[Collected data entries]
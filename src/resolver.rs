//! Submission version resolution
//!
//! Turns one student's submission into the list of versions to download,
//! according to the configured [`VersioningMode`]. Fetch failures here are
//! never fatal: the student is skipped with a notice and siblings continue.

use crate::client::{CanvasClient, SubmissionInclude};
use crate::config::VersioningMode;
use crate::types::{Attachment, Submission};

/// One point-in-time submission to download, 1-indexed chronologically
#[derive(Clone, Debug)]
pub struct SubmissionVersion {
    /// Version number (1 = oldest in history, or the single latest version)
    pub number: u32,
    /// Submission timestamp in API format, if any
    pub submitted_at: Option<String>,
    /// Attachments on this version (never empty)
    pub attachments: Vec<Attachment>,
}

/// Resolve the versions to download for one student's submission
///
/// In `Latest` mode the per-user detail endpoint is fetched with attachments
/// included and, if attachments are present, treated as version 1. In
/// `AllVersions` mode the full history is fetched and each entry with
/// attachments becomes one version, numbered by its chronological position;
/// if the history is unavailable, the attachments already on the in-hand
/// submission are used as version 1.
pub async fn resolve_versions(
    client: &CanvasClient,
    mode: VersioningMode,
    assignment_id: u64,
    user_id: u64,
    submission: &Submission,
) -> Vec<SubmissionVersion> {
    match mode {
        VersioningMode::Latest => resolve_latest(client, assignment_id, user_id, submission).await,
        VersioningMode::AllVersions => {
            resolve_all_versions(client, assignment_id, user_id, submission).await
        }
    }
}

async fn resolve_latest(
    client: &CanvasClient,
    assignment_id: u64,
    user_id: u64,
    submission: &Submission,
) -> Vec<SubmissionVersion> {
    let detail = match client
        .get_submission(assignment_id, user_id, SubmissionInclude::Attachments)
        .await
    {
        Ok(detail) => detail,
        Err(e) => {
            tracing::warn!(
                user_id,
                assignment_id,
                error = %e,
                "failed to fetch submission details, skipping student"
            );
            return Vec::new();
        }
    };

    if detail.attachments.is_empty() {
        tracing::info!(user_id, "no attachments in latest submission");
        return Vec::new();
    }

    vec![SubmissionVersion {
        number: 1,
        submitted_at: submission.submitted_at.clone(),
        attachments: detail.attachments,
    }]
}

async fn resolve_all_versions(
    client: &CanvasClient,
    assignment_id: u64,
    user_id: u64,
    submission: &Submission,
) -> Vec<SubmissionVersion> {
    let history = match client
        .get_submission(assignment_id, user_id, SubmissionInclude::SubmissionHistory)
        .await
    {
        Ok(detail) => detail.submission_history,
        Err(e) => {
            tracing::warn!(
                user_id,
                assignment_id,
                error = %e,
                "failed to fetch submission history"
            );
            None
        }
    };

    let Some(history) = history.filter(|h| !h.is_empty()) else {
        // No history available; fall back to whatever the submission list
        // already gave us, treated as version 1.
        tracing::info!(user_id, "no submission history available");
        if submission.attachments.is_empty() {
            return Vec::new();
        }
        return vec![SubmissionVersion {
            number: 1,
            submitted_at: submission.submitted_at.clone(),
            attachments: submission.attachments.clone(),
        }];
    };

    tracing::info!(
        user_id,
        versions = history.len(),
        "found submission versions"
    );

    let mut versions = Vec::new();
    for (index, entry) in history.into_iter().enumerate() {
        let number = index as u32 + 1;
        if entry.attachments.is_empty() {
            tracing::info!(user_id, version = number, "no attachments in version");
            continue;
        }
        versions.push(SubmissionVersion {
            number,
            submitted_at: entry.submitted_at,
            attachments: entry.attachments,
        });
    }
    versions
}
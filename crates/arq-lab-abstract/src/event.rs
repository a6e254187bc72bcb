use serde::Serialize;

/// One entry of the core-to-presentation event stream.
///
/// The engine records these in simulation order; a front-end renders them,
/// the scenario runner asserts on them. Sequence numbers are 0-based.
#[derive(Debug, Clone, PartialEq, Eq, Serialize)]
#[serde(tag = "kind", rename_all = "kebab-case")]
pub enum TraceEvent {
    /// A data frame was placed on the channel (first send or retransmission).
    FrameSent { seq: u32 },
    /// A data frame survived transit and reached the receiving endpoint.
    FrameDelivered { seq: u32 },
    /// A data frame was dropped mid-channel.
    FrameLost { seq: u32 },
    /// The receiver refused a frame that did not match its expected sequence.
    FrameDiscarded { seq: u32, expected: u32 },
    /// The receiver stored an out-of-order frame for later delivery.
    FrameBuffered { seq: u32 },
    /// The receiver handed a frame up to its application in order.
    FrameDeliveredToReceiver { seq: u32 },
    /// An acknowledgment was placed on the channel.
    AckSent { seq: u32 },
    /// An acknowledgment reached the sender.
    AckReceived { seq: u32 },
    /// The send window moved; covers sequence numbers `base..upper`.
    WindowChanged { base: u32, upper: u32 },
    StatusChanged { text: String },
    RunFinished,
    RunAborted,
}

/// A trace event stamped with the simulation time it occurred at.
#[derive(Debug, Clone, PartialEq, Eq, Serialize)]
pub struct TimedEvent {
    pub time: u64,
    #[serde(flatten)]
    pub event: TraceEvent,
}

### Brief:
In full and without alteration, transcribe the entries above.

### Answer space:
filename src/resolver.rs
//! Submission version resolution
//!
//! Turns one student's submission into the list of versions to download,
//! according to the configured [`VersioningMode`]. Fetch failures here are
//! never fatal: the student is skipped with a notice and siblings continue.

use crate::client::{CanvasClient, SubmissionInclude};
use crate::config::VersioningMode;
use crate::types::{Attachment, Submission};

/// One point-in-time submission to download, 1-indexed chronologically
#[derive(Clone, Debug)]
pub struct SubmissionVersion {
    /// Version number (1 = oldest in history, or the single latest version)
    pub number: u32,
    /// Submission timestamp in API format, if any
    pub submitted_at: Option<String>,
    /// Attachments on this version (never empty)
    pub attachments: Vec<Attachment>,
}

/// Resolve the versions to download for one student's submission
///
/// In `Latest` mode the per-user detail endpoint is fetched with attachments
/// included and, if attachments are present, treated as version 1. In
/// `AllVersions` mode the full history is fetched and each entry with
/// attachments becomes one version, numbered by its chronological position;
/// if the history is unavailable, the attachments already on the in-hand
/// submission are used as version 1.
pub async fn resolve_versions(
    client: &CanvasClient,
    mode: VersioningMode,
    assignment_id: u64,
    user_id: u64,
    submission: &Submission,
) -> Vec<SubmissionVersion> {
    match mode {
        VersioningMode::Latest => resolve_latest(client, assignment_id, user_id, submission).await,
        VersioningMode::AllVersions => {
            resolve_all_versions(client, assignment_id, user_id, submission).await
        }
    }
}

async fn resolve_latest(
    client: &CanvasClient,
    assignment_id: u64,
    user_id: u64,
    submission: &Submission,
) -> Vec<SubmissionVersion> {
    let detail = match client
        .get_submission(assignment_id, user_id, SubmissionInclude::Attachments)
        .await
    {
        Ok(detail) => detail,
        Err(e) => {
            tracing::warn!(
                user_id,
                assignment_id,
                error = %e,
                "failed to fetch submission details, skipping student"
            );
            return Vec::new();
        }
    };

    if detail.attachments.is_empty() {
        tracing::info!(user_id, "no attachments in latest submission");
        return Vec::new();
    }

    vec![SubmissionVersion {
        number: 1,
        submitted_at: submission.submitted_at.clone(),
        attachments: detail.attachments,
    }]
}

async fn resolve_all_versions(
    client: &CanvasClient,
    assignment_id: u64,
    user_id: u64,
    submission: &Submission,
) -> Vec<SubmissionVersion> {
    let history = match client
        .get_submission(assignment_id, user_id, SubmissionInclude::SubmissionHistory)
        .await
    {
        Ok(detail) => detail.submission_history,
        Err(e) => {
            tracing::warn!(
                user_id,
                assignment_id,
                error = %e,
                "failed to fetch submission history"
            );
            None
        }
    };

    let Some(history) = history.filter(|h| !h.is_empty()) else {
        // No history available; fall back to whatever the submission list
        // already gave us, treated as version 1.
        tracing::info!(user_id, "no submission history available");
        if submission.attachments.is_empty() {
            return Vec::new();
        }
        return vec![SubmissionVersion {
            number: 1,
            submitted_at: submission.submitted_at.clone(),
            attachments: submission.attachments.clone(),
        }];
    };

    tracing::info!(
        user_id,
        versions = history.len(),
        "found submission versions"
    );

    let mut versions = Vec::new();
    for (index, entry) in history.into_iter().enumerate() {
        let number = index as u32 + 1;
        if entry.attachments.is_empty() {
            tracing::info!(user_id, version = number, "no attachments in version");
            continue;
        }
        versions.push(SubmissionVersion {
            number,
            submitted_at: entry.submitted_at,
            attachments: entry.attachments,
        });
    }
    versions
}
filename crates/arq-lab-abstract/src/event.rs
repository a6e254187bc72bcb
use serde::Serialize;

/// One entry of the core-to-presentation event stream.
///
/// The engine records these in simulation order; a front-end renders them,
/// the scenario runner asserts on them. Sequence numbers are 0-based.
#[derive(Debug, Clone, PartialEq, Eq, Serialize)]
#[serde(tag = "kind", rename_all = "kebab-case")]
pub enum TraceEvent {
    /// A data frame was placed on the channel (first send or retransmission).
    FrameSent { seq: u32 },
    /// A data frame survived transit and reached the receiving endpoint.
    FrameDelivered { seq: u32 },
    /// A data frame was dropped mid-channel.
    FrameLost { seq: u32 },
    /// The receiver refused a frame that did not match its expected sequence.
    FrameDiscarded { seq: u32, expected: u32 },
    /// The receiver stored an out-of-order frame for later delivery.
    FrameBuffered { seq: u32 },
    /// The receiver handed a frame up to its application in order.
    FrameDeliveredToReceiver { seq: u32 },
    /// An acknowledgment was placed on the channel.
    AckSent { seq: u32 },
    /// An acknowledgment reached the sender.
    AckReceived { seq: u32 },
    /// The send window moved; covers sequence numbers `base..upper`.
    WindowChanged { base: u32, upper: u32 },
    StatusChanged { text: String },
    RunFinished,
    RunAborted,
}

/// A trace event stamped with the simulation time it occurred at.
#[derive(Debug, Clone, PartialEq, Eq, Serialize)]
pub struct TimedEvent {
    pub time: u64,
    #[serde(flatten)]
    pub event: TraceEvent,
}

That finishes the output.